By-laws are divided into sections, sub-sections and paragraphs.

==== Rules ====
Examples of rules include the Uniform Rules of the High Court and the Magistrates' Court Rules. These are divided into (individual) rules, sub-rules and paragraphs.

== Influence of the Bill of Rights ==
Section 39(2) of the Constitution of South Africa provides that, "When interpreting any legislation... every court, tribunal or forum must promote the spirit, purport and objects of the Bill of Rights." Section 39(2) has far-reaching implications for statutory interpretation, especially in the context of constitutional litigation. Per Investigating Directorate: Serious Economic Offences v Hyundai Motors, "all statutes must be interpreted through the prism of the Bill of Rights" in the "spirit of transition and transformation [that] characterises the constitutional enterprise as a whole".
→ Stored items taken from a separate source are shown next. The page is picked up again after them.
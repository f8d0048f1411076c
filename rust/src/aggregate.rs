//! Folding of task results into a running pi estimate.
//!
//! Results are retrieved strictly in submission order. A slow early task
//! holds back the snapshots of every later task, which keeps the sequence of
//! reported estimates identical for a given partition no matter how the
//! workers are scheduled.

use std::fmt;
use std::time::Duration;

use tracing::debug;

use crate::error::Result;
use crate::monte_carlo::TaskResult;
use crate::pool::TaskHandle;
use crate::sink::ProgressSink;

#[derive(Debug, Clone, Copy, Default, PartialEq, Eq)]
pub struct RunningEstimate {
    pub cumulative_inside: u64,
    pub cumulative_processed: u64,
    pub tasks_resolved: usize,
}

impl RunningEstimate {
    /// `4 * inside / processed`, or `None` while no point has been processed.
    pub fn pi_estimate(&self) -> Option<f64> {
        if self.cumulative_processed == 0 {
            return None;
        }
        Some(4.0 * self.cumulative_inside as f64 / self.cumulative_processed as f64)
    }

    pub fn fold(&mut self, result: &TaskResult) {
        self.cumulative_inside += result.inside_count;
        self.cumulative_processed += result.points_assigned;
        self.tasks_resolved += 1;
    }

    pub fn is_initial(&self) -> bool {
        *self == Self::default()
    }
}

impl fmt::Display for RunningEstimate {
    fn fmt(&self, f: &mut fmt::Formatter<'_>) -> fmt::Result {
        match self.pi_estimate() {
            Some(pi) => write!(
                f,
                "Estimation of Pi: {:.4} ({} points simulated)",
                pi, self.cumulative_processed
            ),
            None => write!(
                f,
                "Estimation of Pi: undefined ({} points simulated)",
                self.cumulative_processed
            ),
        }
    }
}

/// Owns the cumulative counters for one run.
#[derive(Debug)]
pub struct Aggregator {
    estimate: RunningEstimate,
    timeout: Option<Duration>,
}

impl Aggregator {
    pub fn new(estimate: RunningEstimate, timeout: Option<Duration>) -> Self {
        Self { estimate, timeout }
    }

    pub fn estimate(&self) -> RunningEstimate {
        self.estimate
    }

    /// Block on `handle`, fold its result and publish the new snapshot.
    pub fn resolve(&mut self, handle: TaskHandle, sink: &dyn ProgressSink) -> Result<RunningEstimate> {
        let result = handle.join(self.timeout)?;
        Ok(self.accept(&result, sink))
    }

    pub fn accept(&mut self, result: &TaskResult, sink: &dyn ProgressSink) -> RunningEstimate {
        self.estimate.fold(result);
        debug!(
            task_id = result.task_id,
            inside = result.inside_count,
            processed = self.estimate.cumulative_processed,
            "task folded"
        );
        sink.on_progress(&self.estimate);
        self.estimate
    }

    pub fn into_estimate(self) -> RunningEstimate {
        self.estimate
    }
}
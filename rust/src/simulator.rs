//! Run entry points: one simulation per call, plus reset.
//!
//! A [`Simulator`] holds the configuration, the lifecycle state and the
//! estimate of the last completed run. Nothing is shared through globals;
//! every run builds its own pool and releases it before returning.

use std::sync::Arc;

use tracing::{debug, error, info, warn};

use crate::aggregate::{Aggregator, RunningEstimate};
use crate::config::SimulationConfig;
use crate::error::{Result, SimulationError};
use crate::partition::{partition, SimulationRequest};
use crate::pool::WorkerPool;
use crate::sink::ProgressSink;

#[derive(Debug, Clone, Copy, PartialEq, Eq)]
pub enum RunState {
    Idle,
    Dispatching,
    Aggregating { task_index: usize },
    Completed,
    Aborted,
}

#[derive(Debug)]
pub struct Simulator {
    config: SimulationConfig,
    state: RunState,
    last_estimate: Option<RunningEstimate>,
}

impl Default for Simulator {
    fn default() -> Self {
        Self::new(SimulationConfig::default())
    }
}

impl Simulator {
    pub fn new(config: SimulationConfig) -> Self {
        Self {
            config,
            state: RunState::Idle,
            last_estimate: None,
        }
    }

    pub fn config(&self) -> &SimulationConfig {
        &self.config
    }

    pub fn state(&self) -> RunState {
        self.state
    }

    /// Final estimate of the last successful run, cleared by [`Simulator::reset`].
    pub fn last_estimate(&self) -> Option<RunningEstimate> {
        self.last_estimate
    }

    /// Estimate pi from `total_points` samples split across the configured tasks.
    ///
    /// Invalid requests fail before any worker starts. Any task failure
    /// aborts the run, discards the partial estimate and is reported to
    /// `sink` through [`ProgressSink::on_failure`]. The pool is released on
    /// every path.
    pub fn run(&mut self, total_points: i64, sink: Arc<dyn ProgressSink>) -> Result<RunningEstimate> {
        let request = SimulationRequest::new(total_points, self.config.task_count)?;

        self.last_estimate = None;
        self.state = RunState::Dispatching;

        let tasks = partition(&request);
        let pool = match WorkerPool::new(request.task_count()) {
            Ok(pool) => pool,
            Err(err) => return Err(self.abort(err, sink.as_ref())),
        };
        let handles = pool.dispatch(&tasks, self.config.seed, &sink);
        debug!(
            tasks = handles.len(),
            points_per_task = request.points_per_task(),
            "tasks dispatched"
        );

        let mut aggregator = Aggregator::new(RunningEstimate::default(), self.config.task_timeout);
        let mut failure = None;
        for handle in handles {
            self.state = RunState::Aggregating {
                task_index: handle.task_id(),
            };
            if let Err(err) = aggregator.resolve(handle, sink.as_ref()) {
                failure = Some(err);
                break;
            }
        }

        if failure.is_some() {
            pool.cancel_pending();
        }
        if let Err(err) = pool.shutdown() {
            warn!(error = %err, "worker pool teardown failed");
        }

        if let Some(err) = failure {
            return Err(self.abort(err, sink.as_ref()));
        }

        let estimate = aggregator.into_estimate();
        self.state = RunState::Completed;
        self.last_estimate = Some(estimate);
        info!(
            total_points = request.total_points(),
            processed = estimate.cumulative_processed,
            inside = estimate.cumulative_inside,
            pi = ?estimate.pi_estimate(),
            "simulation completed"
        );
        Ok(estimate)
    }

    /// Return to the initial state. Idempotent.
    pub fn reset(&mut self) {
        self.state = RunState::Idle;
        self.last_estimate = None;
    }

    fn abort(&mut self, err: SimulationError, sink: &dyn ProgressSink) -> SimulationError {
        error!(error = %err, "simulation aborted");
        self.state = RunState::Aborted;
        self.last_estimate = None;
        sink.on_failure(&err);
        err
    }
}
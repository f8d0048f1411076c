//! Monte Carlo estimation of pi on a fixed pool of worker threads.
//!
//! A run splits the requested sample count into equal tasks, samples each
//! task on its own worker with its own random generator, and folds the task
//! results in submission order into a running estimate.
//!
//! ```no_run
//! use std::sync::Arc;
//! use monte_carlo_pi::{LogSink, SimulationConfig, Simulator};
//!
//! let mut simulator = Simulator::new(SimulationConfig::default());
//! let estimate = simulator.run(1_000_000, Arc::new(LogSink))?;
//! println!("{estimate}");
//! # Ok::<(), monte_carlo_pi::SimulationError>(())
//! ```

pub mod aggregate;
pub mod config;
pub mod error;
pub mod logging;
pub mod monte_carlo;
pub mod partition;
pub mod plot;
pub mod pool;
pub mod simulator;
pub mod sink;

use std::sync::Arc;

pub use aggregate::{Aggregator, RunningEstimate};
pub use config::{SimulationConfig, DEFAULT_TASK_COUNT};
pub use error::{InvalidRequestError, Result, SampleError, SimulationError, TeardownError};
pub use monte_carlo::{run_task, task_rng, PointClassified, SampleGenerator, TaskResult};
pub use partition::{partition, SimulationRequest, TaskDescriptor};
pub use plot::PointPlot;
pub use pool::{TaskHandle, WorkerPool};
pub use simulator::{RunState, Simulator};
pub use sink::{ChannelSink, LogSink, NoopSink, ProgressSink, RecordingSink, SinkEvent};

/// One-shot run with the default configuration.
pub fn run_simulation(total_points: i64, sink: Arc<dyn ProgressSink>) -> Result<RunningEstimate> {
    Simulator::default().run(total_points, sink)
}
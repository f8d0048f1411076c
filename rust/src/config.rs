//! Run configuration shared by the threaded and async schedulers.

use std::time::Duration;

/// Number of tasks a run is split into unless configured otherwise.
pub const DEFAULT_TASK_COUNT: usize = 5;

#[derive(Debug, Clone, PartialEq, Eq)]
pub struct SimulationConfig {
    /// Tasks per run. Also the number of worker slots in the pool.
    pub task_count: usize,
    /// Seed for reproducible runs. `None` seeds every task from OS entropy.
    pub seed: Option<u64>,
    /// Upper bound on the wait for any single task result. `None` waits forever.
    /// A run that times out still waits for its running tasks to finish before
    /// returning, so this does not bound the length of the run.
    pub task_timeout: Option<Duration>,
}

impl Default for SimulationConfig {
    fn default() -> Self {
        Self {
            task_count: DEFAULT_TASK_COUNT,
            seed: None,
            task_timeout: None,
        }
    }
}

impl SimulationConfig {
    pub fn with_task_count(mut self, task_count: usize) -> Self {
        self.task_count = task_count;
        self
    }

    pub fn with_seed(mut self, seed: u64) -> Self {
        self.seed = Some(seed);
        self
    }

    pub fn with_task_timeout(mut self, timeout: Duration) -> Self {
        self.task_timeout = Some(timeout);
        self
    }
}

#[cfg(test)]
mod tests {
    use super::*;

    #[test]
    fn default_uses_five_unseeded_tasks() {
        let config = SimulationConfig::default();
        assert_eq!(config.task_count, 5);
        assert_eq!(config.seed, None);
        assert_eq!(config.task_timeout, None);
    }

    #[test]
    fn builders_override_defaults() {
        let config = SimulationConfig::default()
            .with_task_count(8)
            .with_seed(42)
            .with_task_timeout(Duration::from_secs(3));
        assert_eq!(config.task_count, 8);
        assert_eq!(config.seed, Some(42));
        assert_eq!(config.task_timeout, Some(Duration::from_secs(3)));
    }
}
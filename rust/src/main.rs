use std::io::{self, BufRead, Write};
use std::path::PathBuf;
use std::sync::Arc;
use std::thread;
use std::time::{Duration, Instant};

use anyhow::{anyhow, Context, Result};
use clap::Parser;
use monte_carlo_pi::logging::init_logging;
use monte_carlo_pi::plot::DEFAULT_PLOT_SIZE;
use monte_carlo_pi::{
    ChannelSink, PointPlot, ProgressSink, RunningEstimate, SimulationConfig, SimulationError,
    Simulator, DEFAULT_TASK_COUNT,
};

#[derive(Parser)]
#[command(name = "monte_carlo_pi")]
#[command(about = "Estimate pi by sampling random points in the unit square", long_about = None)]
#[command(version)]
struct Args {
    /// Number of points to sample
    #[arg(allow_negative_numbers = true, required_unless_present = "interactive")]
    points: Option<i64>,

    /// Number of tasks (and worker threads) per run
    #[arg(long, default_value_t = DEFAULT_TASK_COUNT)]
    tasks: usize,

    /// Seed for a reproducible run
    #[arg(long)]
    seed: Option<u64>,

    /// Give up on a task after this many seconds
    #[arg(long)]
    timeout_secs: Option<u64>,

    /// Write a PNG plot of every sampled point to this path
    #[arg(long)]
    plot: Option<PathBuf>,

    /// Plot width and height in pixels
    #[arg(long, default_value_t = DEFAULT_PLOT_SIZE)]
    plot_size: u32,

    /// Read point counts from stdin; `reset` clears, `quit` exits
    #[arg(long)]
    interactive: bool,
}

/// Prints snapshots and forwards points to the plot thread, if any.
struct CliSink {
    points: Option<ChannelSink>,
}

impl ProgressSink for CliSink {
    fn on_point_classified(&self, x: f64, y: f64, inside: bool) {
        if let Some(points) = &self.points {
            points.on_point_classified(x, y, inside);
        }
    }

    fn on_progress(&self, estimate: &RunningEstimate) {
        println!("{estimate}");
    }

    fn on_failure(&self, error: &SimulationError) {
        eprintln!("Simulation failed: {error}");
    }
}

struct Session {
    simulator: Simulator,
    plot: Option<PointPlot>,
    plot_path: Option<PathBuf>,
}

impl Session {
    fn new(args: &Args) -> Self {
        let mut config = SimulationConfig::default().with_task_count(args.tasks);
        if let Some(seed) = args.seed {
            config = config.with_seed(seed);
        }
        if let Some(secs) = args.timeout_secs {
            config = config.with_task_timeout(Duration::from_secs(secs));
        }

        Self {
            simulator: Simulator::new(config),
            plot: args.plot.as_ref().map(|_| PointPlot::new(args.plot_size)),
            plot_path: args.plot.clone(),
        }
    }

    fn run(&mut self, total_points: i64) -> Result<()> {
        let (points, plotter) = match self.plot.take() {
            Some(mut plot) => {
                let (sink, rx) = ChannelSink::new();
                let plotter = thread::Builder::new()
                    .name("pi-plot".into())
                    .spawn(move || {
                        plot.consume(rx);
                        plot
                    })
                    .context("failed to start plot thread")?;
                (Some(sink), Some(plotter))
            }
            None => (None, None),
        };

        let start = Instant::now();
        let outcome = self
            .simulator
            .run(total_points, Arc::new(CliSink { points }));
        let elapsed = start.elapsed();

        // Every sink clone is gone once the run returns, which ends the plot thread.
        if let Some(plotter) = plotter {
            let plot = plotter
                .join()
                .map_err(|_| anyhow!("plot thread panicked"))?;
            self.plot = Some(plot);
            self.save_plot()?;
        }

        let estimate = outcome?;
        print_summary(total_points, &estimate, elapsed);
        Ok(())
    }

    fn reset(&mut self) {
        self.simulator.reset();
        if let Some(plot) = self.plot.as_mut() {
            plot.reset();
        }
    }

    fn save_plot(&self) -> Result<()> {
        if let (Some(plot), Some(path)) = (&self.plot, &self.plot_path) {
            plot.save(path)
                .with_context(|| format!("failed to write plot '{}'", path.display()))?;
            println!("Plot saved to {}", path.display());
        }
        Ok(())
    }
}

fn print_summary(total_points: i64, estimate: &RunningEstimate, elapsed: Duration) {
    println!("Monte Carlo Pi Estimation");
    println!("Total samples: {}", total_points);
    println!("Points simulated: {}", estimate.cumulative_processed);
    println!("Points inside circle: {}", estimate.cumulative_inside);
    match estimate.pi_estimate() {
        Some(pi) => {
            println!("Pi estimate: {:.6}", pi);
            println!("Error: {:.6}", std::f64::consts::PI - pi);
        }
        None => println!("Pi estimate: undefined (no points simulated)"),
    }
    println!("Simulation time: {}ms", elapsed.as_millis());
}

fn interactive(session: &mut Session) -> Result<()> {
    let stdin = io::stdin();
    print_prompt()?;
    for line in stdin.lock().lines() {
        let line = line.context("failed to read stdin")?;
        match line.trim() {
            "" => {}
            "quit" | "exit" => break,
            "reset" => {
                session.reset();
                println!("Reset");
            }
            input => match input.parse::<i64>() {
                Ok(points) => {
                    if let Err(err) = session.run(points) {
                        eprintln!("Error: {err:#}");
                    }
                }
                Err(_) => eprintln!("Not a number of points: {input}"),
            },
        }
        print_prompt()?;
    }
    Ok(())
}

fn print_prompt() -> Result<()> {
    print!("points> ");
    io::stdout().flush().context("failed to flush stdout")
}

fn main() -> Result<()> {
    let args = Args::parse();
    init_logging();

    let mut session = Session::new(&args);
    if args.interactive {
        return interactive(&mut session);
    }

    match args.points {
        Some(points) => session.run(points),
        None => Err(anyhow!("number of points is required")),
    }
}
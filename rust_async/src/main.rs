use std::sync::Arc;
use std::time::{Duration, Instant};

use anyhow::Result;
use clap::Parser;
use monte_carlo_pi::logging::init_logging;
use monte_carlo_pi::{LogSink, SimulationConfig, DEFAULT_TASK_COUNT};
use monte_carlo_pi_async::run_simulation;

#[derive(Parser)]
#[command(name = "monte_carlo_pi_async")]
#[command(about = "Estimate pi with sampling tasks on the tokio blocking pool", long_about = None)]
#[command(version)]
struct Args {
    /// Number of points to sample
    #[arg(allow_negative_numbers = true)]
    points: i64,

    /// Number of sampling tasks
    #[arg(long, default_value_t = DEFAULT_TASK_COUNT)]
    tasks: usize,

    /// Seed for a reproducible run
    #[arg(long)]
    seed: Option<u64>,

    /// Give up on a task after this many seconds
    #[arg(long)]
    timeout_secs: Option<u64>,
}

#[tokio::main]
async fn main() -> Result<()> {
    let args = Args::parse();
    init_logging();

    let mut config = SimulationConfig::default().with_task_count(args.tasks);
    if let Some(seed) = args.seed {
        config = config.with_seed(seed);
    }
    if let Some(secs) = args.timeout_secs {
        config = config.with_task_timeout(Duration::from_secs(secs));
    }

    println!(
        "Sampling {} points using {} async tasks...",
        args.points, config.task_count
    );
    let start = Instant::now();
    let estimate = run_simulation(args.points, &config, Arc::new(LogSink)).await?;
    let duration = start.elapsed();

    println!("Monte Carlo Pi Estimation (Async)");
    println!("Total samples: {}", args.points);
    println!("Points simulated: {}", estimate.cumulative_processed);
    println!("Points inside circle: {}", estimate.cumulative_inside);
    match estimate.pi_estimate() {
        Some(pi) => {
            println!("Pi estimate: {:.6}", pi);
            println!("Error: {:.6}", std::f64::consts::PI - pi);
        }
        None => println!("Pi estimate: undefined (no points simulated)"),
    }
    println!("Completed in {:?}", duration);

    Ok(())
}
//! Console logging for the command-line tools.
//!
//! Verbosity follows `RUST_LOG` and defaults to `info`.

use tracing_subscriber::layer::SubscriberExt;
use tracing_subscriber::util::SubscriberInitExt;
use tracing_subscriber::EnvFilter;

/// Filter used when `RUST_LOG` is unset or unparsable.
pub fn default_filter() -> &'static str {
    "info"
}

/// Install the global subscriber. Later calls are ignored, so tests and
/// both binaries can call it freely.
pub fn init_logging() {
    let env_filter =
        EnvFilter::try_from_default_env().unwrap_or_else(|_| EnvFilter::new(default_filter()));

    let stderr_layer = tracing_subscriber::fmt::layer()
        .with_writer(std::io::stderr)
        .with_target(false);

    let _ = tracing_subscriber::registry()
        .with(env_filter)
        .with(stderr_layer)
        .try_init();
}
One consequence of this approach is that, in any case where more than one interpretation of a statutory provision is possible, the court must prefer the interpretation that "best" promotes the Bill of Rights, even if none of the available interpretations would render the provision unconstitutional. In particular, in disputes about the constitutionality of a statute, section 39(2) has been taken to mandate a method of statutory interpretation known as "reading down". Under this method, the court investigates whether a given statutory provision is "reasonably capable" of an interpretation under which the provision is constitutionally compliant and does not limit constitutional rights. If such an interpretation is available, the court is required to prefer it. This exercise – of awarding preference to constitutionally compliant interpretations – was explicitly set out in section 35(2) of the Interim Constitution. Though the same requirement does not appear in the Constitution of 1996, it remains a requirement of constitutional law; as Justice Laurie Ackermann held in De Lange v Smuts, the method of "reading down" simply expresses "a sound principle of constitutional interpretation" with broad acceptance in other constitutional democracies.

The authoritative statement of the "reading down" method is Justice Sandile Ngcobo's judgment in Investigating Directorate (in which the court "read down" a provision of the National Prosecuting Authority Act to interpret the word "suspicion" as meaning "reasonable suspicion"). In that judgment, the Constitutional Court noted that the method is bounded by the requirement that the ultimate interpretation should be reasonable and not "unduly strained". Indeed, shortly before Investigating Directorate was handed down, the court had concluded in National Coalition for Gay and Lesbian Equality v Minister of Home Affairs that the wording of another provision (section 25(5) of the Aliens Control Control Act, 1996) did not accommodate a constitutionally compliant "reading down". Another prominent case involving the method, decided during the same period, was Daniels v Campbell.

Under the principle of avoidance, a court will generally attempt to interpret legislation in conformity with the Bill of Rights before considering the direct application of the Bill of Rights. If an impugned provision can be read down as constitutional, the challenge to its constitutionality must fail, as it is consistent with the Constitution. On the other hand, if the only plausible interpretation of a statutory provision is one that entails an infringement of the Bill of Rights, then the court must proceed to apply the Bill of Rights directly to ascertain whether the infringement is justifiable. This sequence was summarised in Govender v Minister of Safety and Security, where the Supreme Court of Appeal set out a five-part formula for resolving constitutional challenges to legislation. In the first three steps, the judicial officer must examine the objects and purport of the statute under consideration; examine the ambit and meaning of the rights protected by the Constitution; and ascertain whether it is reasonably possible to interpret the statute in such a manner that it conforms to the Constitution (by protecting the rights protected therein). At that juncture, if such an interpretation is possible, the judicial officer must give effect to it; if it is not possible, he initiates steps leading to a declaration of constitutional invalidity.